use anyhow::Result;
use async_trait::async_trait;

/// Result of delivering one text to one target.
#[derive(Debug, Clone, PartialEq, Eq)]
pub struct DeliveryOutcome {
    /// Phone number or group reference the outcome belongs to.
    pub recipient: String,
    pub error: Option<String>,
}

impl DeliveryOutcome {
    pub fn delivered(recipient: impl Into<String>) -> Self {
        Self {
            recipient: recipient.into(),
            error: None,
        }
    }

    pub fn failed(recipient: impl Into<String>, error: impl Into<String>) -> Self {
        Self {
            recipient: recipient.into(),
            error: Some(error.into()),
        }
    }

    pub fn is_delivered(&self) -> bool {
        self.error.is_none()
    }
}

/// Outbound side of the messaging transport.
///
/// An `Err` from either method means the whole call failed and no target
/// received the text.
#[async_trait]
pub trait BulkTransport: Send + Sync {
    /// Send `text` to every number, returning one outcome per number.
    async fn send_to_numbers(
        &self,
        phone_numbers: &[String],
        text: &str,
    ) -> Result<Vec<DeliveryOutcome>>;

    /// Post `text` into a group chat identified by its transport reference.
    async fn send_to_group(&self, group_ref: &str, text: &str) -> Result<DeliveryOutcome>;
}
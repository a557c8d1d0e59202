use super::*;
use proptest::prelude::*;

proptest! {
    #[test]
    fn normalized_numbers_are_stable(digits in "[1-9][0-9]{6,14}") {
        let plus = format!("+{}", digits);
        let normalized = normalize_phone(&plus).unwrap();
        prop_assert_eq!(&normalized, &plus);
        // normalizing twice changes nothing
        prop_assert_eq!(normalize_phone(&normalized).unwrap(), normalized);
    }

    #[test]
    fn separators_do_not_change_result(digits in "[1-9][0-9]{6,14}") {
        let spaced: String = digits
            .chars()
            .enumerate()
            .flat_map(|(i, c)| if i % 3 == 2 { vec![c, '-'] } else { vec![c] })
            .collect();
        let spaced = format!("+{}", spaced.trim_end_matches('-'));
        prop_assert_eq!(normalize_phone(&spaced).unwrap(), format!("+{}", digits));
    }

    #[test]
    fn never_panics(input in "\\PC{0,30}") {
        let _ = normalize_phone(&input);
    }
}

#[test]
fn test_strips_formatting() {
    assert_eq!(normalize_phone("+1 (555) 000-1234").unwrap(), "+15550001234");
    assert_eq!(normalize_phone(" +44 20.7946.0958 ").unwrap(), "+442079460958");
}

#[test]
fn test_double_zero_prefix() {
    assert_eq!(normalize_phone("00961 3 123456").unwrap(), "+9613123456");
}

#[test]
fn test_bare_digits_get_plus() {
    assert_eq!(normalize_phone("15550001").unwrap(), "+15550001");
}

#[test]
fn test_arabic_indic_digits() {
    assert_eq!(
        normalize_phone("+٩٦١٣١٢٣٤٥٦").unwrap(),
        "+9613123456"
    );
    assert_eq!(normalize_phone("+۹۶۱۳۱۲۳۴۵۶").unwrap(), "+9613123456");
}

#[test]
fn test_rejects_garbage() {
    let err = normalize_phone("not-a-number").unwrap_err();
    assert!(err.to_string().contains("invalid phone format"));
    assert!(normalize_phone("+0123456789").is_err());
    assert!(normalize_phone("+12345").is_err());
    assert!(normalize_phone("+1234567890123456").is_err());
}

#[test]
fn test_rejects_empty() {
    let err = normalize_phone("   ").unwrap_err();
    assert!(err.to_string().contains("empty"));
}

#[test]
fn test_validate_email() {
    assert_eq!(
        validate_email(" ann@example.org ").unwrap(),
        "ann@example.org"
    );
    assert!(validate_email("ann").is_err());
    assert!(validate_email("@example.org").is_err());
    assert!(validate_email("ann@example").is_err());
    assert!(validate_email("ann@@example.org").is_err());
    assert!(validate_email("a nn@example.org").is_err());
}
use super::*;
use serde::Deserialize;
use wiremock::matchers::method;
use wiremock::{Mock, MockServer, ResponseTemplate};

#[derive(Debug, Deserialize, PartialEq)]
struct Doc {
    name: String,
}

#[test]
fn test_http_client_builds() {
    let _client = http_client(Duration::from_secs(5));
}

async fn get_response(server: &MockServer) -> Response {
    Client::new().get(server.uri()).send().await.unwrap()
}

#[tokio::test]
async fn test_limited_body_under_limit() {
    let server = MockServer::start().await;
    Mock::given(method("GET"))
        .respond_with(ResponseTemplate::new(200).set_body_bytes(b"hello world"))
        .mount(&server)
        .await;
    let body = limited_body(get_response(&server).await, 1024).await.unwrap();
    assert_eq!(body, b"hello world");
}

#[tokio::test]
async fn test_limited_body_exact_limit() {
    let server = MockServer::start().await;
    Mock::given(method("GET"))
        .respond_with(ResponseTemplate::new(200).set_body_bytes(vec![b'x'; 100]))
        .mount(&server)
        .await;
    let body = limited_body(get_response(&server).await, 100).await.unwrap();
    assert_eq!(body.len(), 100);
}

#[tokio::test]
async fn test_limited_body_rejects_large_content_length() {
    let server = MockServer::start().await;
    Mock::given(method("GET"))
        .respond_with(ResponseTemplate::new(200).set_body_bytes(vec![b'x'; 200]))
        .mount(&server)
        .await;
    let err = limited_body(get_response(&server).await, 100)
        .await
        .unwrap_err();
    assert!(err.to_string().contains("too large"));
}

#[tokio::test]
async fn test_read_json_decodes() {
    let server = MockServer::start().await;
    Mock::given(method("GET"))
        .respond_with(ResponseTemplate::new(200).set_body_string(r#"{"name":"Ann"}"#))
        .mount(&server)
        .await;
    let doc: Doc = read_json(get_response(&server).await, 1024).await.unwrap();
    assert_eq!(doc.name, "Ann");
}

#[tokio::test]
async fn test_read_json_rejects_error_status() {
    let server = MockServer::start().await;
    Mock::given(method("GET"))
        .respond_with(ResponseTemplate::new(503))
        .mount(&server)
        .await;
    let err = read_json::<Doc>(get_response(&server).await, 1024)
        .await
        .unwrap_err();
    assert!(err.to_string().contains("503"));
}
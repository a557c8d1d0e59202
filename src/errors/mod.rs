use thiserror::Error;

/// Typed error hierarchy for bulletin.
///
/// Used at module boundaries (address book, session lifecycle, dispatch, config).
/// Leaf functions keep using `anyhow::Result`; the `Internal` variant lets `?`
/// lift those into this type.
#[derive(Debug, Error)]
pub enum BulletinError {
    #[error("Validation error: {0}")]
    Validation(String),

    #[error("{kind} not found: {id}")]
    NotFound { kind: &'static str, id: String },

    #[error("Session is already connected")]
    AlreadyConnected,

    #[error("Session is not connected")]
    NotConnected,

    #[error("Cooldown active, retry in {remaining_secs}s")]
    CooldownActive { remaining_secs: u64 },

    #[error("A dispatch batch is already in progress")]
    BatchInProgress,

    #[error("Configuration error: {0}")]
    Config(String),

    #[error(transparent)]
    Internal(#[from] anyhow::Error),
}

/// Convenience alias for results using `BulletinError`.
pub type BulletinResult<T> = std::result::Result<T, BulletinError>;

impl BulletinError {
    pub fn validation(message: impl Into<String>) -> Self {
        Self::Validation(message.into())
    }

    pub fn not_found(kind: &'static str, id: impl Into<String>) -> Self {
        Self::NotFound {
            kind,
            id: id.into(),
        }
    }

    /// Whether the caller may retry the same operation later unchanged.
    pub fn is_retryable(&self) -> bool {
        match self {
            Self::CooldownActive { .. } | Self::Internal(_) => true,
            Self::Validation(_)
            | Self::NotFound { .. }
            | Self::AlreadyConnected
            | Self::NotConnected
            | Self::BatchInProgress
            | Self::Config(_) => false,
        }
    }
}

### Brief
Return all the data exactly as given.

### Answer area
use anyhow::Result;
use async_trait::async_trait;

/// Result of delivering one text to one target.
#[derive(Debug, Clone, PartialEq, Eq)]
pub struct DeliveryOutcome {
    /// Phone number or group reference the outcome belongs to.
    pub recipient: String,
    pub error: Option<String>,
}

impl DeliveryOutcome {
    pub fn delivered(recipient: impl Into<String>) -> Self {
        Self {
            recipient: recipient.into(),
            error: None,
        }
    }

    pub fn failed(recipient: impl Into<String>, error: impl Into<String>) -> Self {
        Self {
            recipient: recipient.into(),
            error: Some(error.into()),
        }
    }

    pub fn is_delivered(&self) -> bool {
        self.error.is_none()
    }
}

/// Outbound side of the messaging transport.
///
/// An `Err` from either method means the whole call failed and no target
/// received the text.
#[async_trait]
pub trait BulkTransport: Send + Sync {
    /// Send `text` to every number, returning one outcome per number.
    async fn send_to_numbers(
        &self,
        phone_numbers: &[String],
        text: &str,
    ) -> Result<Vec<DeliveryOutcome>>;

    /// Post `text` into a group chat identified by its transport reference.
    async fn send_to_group(&self, group_ref: &str, text: &str) -> Result<DeliveryOutcome>;
}
repository a557c8d1d0e59202
use super::*;
use proptest::prelude::*;

proptest! {
    #[test]
    fn normalized_numbers_are_stable(digits in "[1-9][0-9]{6,14}") {
        let plus = format!("+{}", digits);
        let normalized = normalize_phone(&plus).unwrap();
        prop_assert_eq!(&normalized, &plus);
        // normalizing twice changes nothing
        prop_assert_eq!(normalize_phone(&normalized).unwrap(), normalized);
    }

    #[test]
    fn separators_do_not_change_result(digits in "[1-9][0-9]{6,14}") {
        let spaced: String = digits
            .chars()
            .enumerate()
            .flat_map(|(i, c)| if i % 3 == 2 { vec![c, '-'] } else { vec![c] })
            .collect();
        let spaced = format!("+{}", spaced.trim_end_matches('-'));
        prop_assert_eq!(normalize_phone(&spaced).unwrap(), format!("+{}", digits));
    }

    #[test]
    fn never_panics(input in "\\PC{0,30}") {
        let _ = normalize_phone(&input);
    }
}

#[test]
fn test_strips_formatting() {
    assert_eq!(normalize_phone("+1 (555) 000-1234").unwrap(), "+15550001234");
    assert_eq!(normalize_phone(" +44 20.7946.0958 ").unwrap(), "+442079460958");
}

#[test]
fn test_double_zero_prefix() {
    assert_eq!(normalize_phone("00961 3 123456").unwrap(), "+9613123456");
}

#[test]
fn test_bare_digits_get_plus() {
    assert_eq!(normalize_phone("15550001").unwrap(), "+15550001");
}

#[test]
fn test_arabic_indic_digits() {
    assert_eq!(
        normalize_phone("+٩٦١٣١٢٣٤٥٦").unwrap(),
        "+9613123456"
    );
    assert_eq!(normalize_phone("+۹۶۱۳۱۲۳۴۵۶").unwrap(), "+9613123456");
}

#[test]
fn test_rejects_garbage() {
    let err = normalize_phone("not-a-number").unwrap_err();
    assert!(err.to_string().contains("invalid phone format"));
    assert!(normalize_phone("+0123456789").is_err());
    assert!(normalize_phone("+12345").is_err());
    assert!(normalize_phone("+1234567890123456").is_err());
}

#[test]
fn test_rejects_empty() {
    let err = normalize_phone("   ").unwrap_err();
    assert!(err.to_string().contains("empty"));
}

#[test]
fn test_validate_email() {
    assert_eq!(
        validate_email(" ann@example.org ").unwrap(),
        "ann@example.org"
    );
    assert!(validate_email("ann").is_err());
    assert!(validate_email("@example.org").is_err());
    assert!(validate_email("ann@example").is_err());
    assert!(validate_email("ann@@example.org").is_err());
    assert!(validate_email("a nn@example.org").is_err());
}
use super::*;
use serde::Deserialize;
use wiremock::matchers::method;
use wiremock::{Mock, MockServer, ResponseTemplate};

#[derive(Debug, Deserialize, PartialEq)]
struct Doc {
    name: String,
}

#[test]
fn test_http_client_builds() {
    let _client = http_client(Duration::from_secs(5));
}

async fn get_response(server: &MockServer) -> Response {
    Client::new().get(server.uri()).send().await.unwrap()
}

#[tokio::test]
async fn test_limited_body_under_limit() {
    let server = MockServer::start().await;
    Mock::given(method("GET"))
        .respond_with(ResponseTemplate::new(200).set_body_bytes(b"hello world"))
        .mount(&server)
        .await;
    let body = limited_body(get_response(&server).await, 1024).await.unwrap();
    assert_eq!(body, b"hello world");
}

#[tokio::test]
async fn test_limited_body_exact_limit() {
    let server = MockServer::start().await;
    Mock::given(method("GET"))
        .respond_with(ResponseTemplate::new(200).set_body_bytes(vec![b'x'; 100]))
        .mount(&server)
        .await;
    let body = limited_body(get_response(&server).await, 100).await.unwrap();
    assert_eq!(body.len(), 100);
}

#[tokio::test]
async fn test_limited_body_rejects_large_content_length() {
    let server = MockServer::start().await;
    Mock::given(method("GET"))
        .respond_with(ResponseTemplate::new(200).set_body_bytes(vec![b'x'; 200]))
        .mount(&server)
        .await;
    let err = limited_body(get_response(&server).await, 100)
        .await
        .unwrap_err();
    assert!(err.to_string().contains("too large"));
}

#[tokio::test]
async fn test_read_json_decodes() {
    let server = MockServer::start().await;
    Mock::given(method("GET"))
        .respond_with(ResponseTemplate::new(200).set_body_string(r#"{"name":"Ann"}"#))
        .mount(&server)
        .await;
    let doc: Doc = read_json(get_response(&server).await, 1024).await.unwrap();
    assert_eq!(doc.name, "Ann");
}

#[tokio::test]
async fn test_read_json_rejects_error_status() {
    let server = MockServer::start().await;
    Mock::given(method("GET"))
        .respond_with(ResponseTemplate::new(503))
        .mount(&server)
        .await;
    let err = read_json::<Doc>(get_response(&server).await, 1024)
        .await
        .unwrap_err();
    assert!(err.to_string().contains("503"));
}
repository a557c8d1d0e59202
filename src/errors/mod.rs
use thiserror::Error;

/// Typed error hierarchy for bulletin.
///
/// Used at module boundaries (address book, session lifecycle, dispatch, config).
/// Leaf functions keep using `anyhow::Result`; the `Internal` variant lets `?`
/// lift those into this type.
#[derive(Debug, Error)]
pub enum BulletinError {
    #[error("Validation error: {0}")]
    Validation(String),

    #[error("{kind} not found: {id}")]
    NotFound { kind: &'static str, id: String },

    #[error("Session is already connected")]
    AlreadyConnected,

    #[error("Session is not connected")]
    NotConnected,

    #[error("Cooldown active, retry in {remaining_secs}s")]
    CooldownActive { remaining_secs: u64 },

    #[error("A dispatch batch is already in progress")]
    BatchInProgress,

    #[error("Configuration error: {0}")]
    Config(String),

    #[error(transparent)]
    Internal(#[from] anyhow::Error),
}

/// Convenience alias for results using `BulletinError`.
pub type BulletinResult<T> = std::result::Result<T, BulletinError>;

impl BulletinError {
    pub fn validation(message: impl Into<String>) -> Self {
        Self::Validation(message.into())
    }

    pub fn not_found(kind: &'static str, id: impl Into<String>) -> Self {
        Self::NotFound {
            kind,
            id: id.into(),
        }
    }

    /// Whether the caller may retry the same operation later unchanged.
    pub fn is_retryable(&self) -> bool {
        match self {
            Self::CooldownActive { .. } | Self::Internal(_) => true,
            Self::Validation(_)
            | Self::NotFound { .. }
            | Self::AlreadyConnected
            | Self::NotConnected
            | Self::BatchInProgress
            | Self::Config(_) => false,
        }
    }
}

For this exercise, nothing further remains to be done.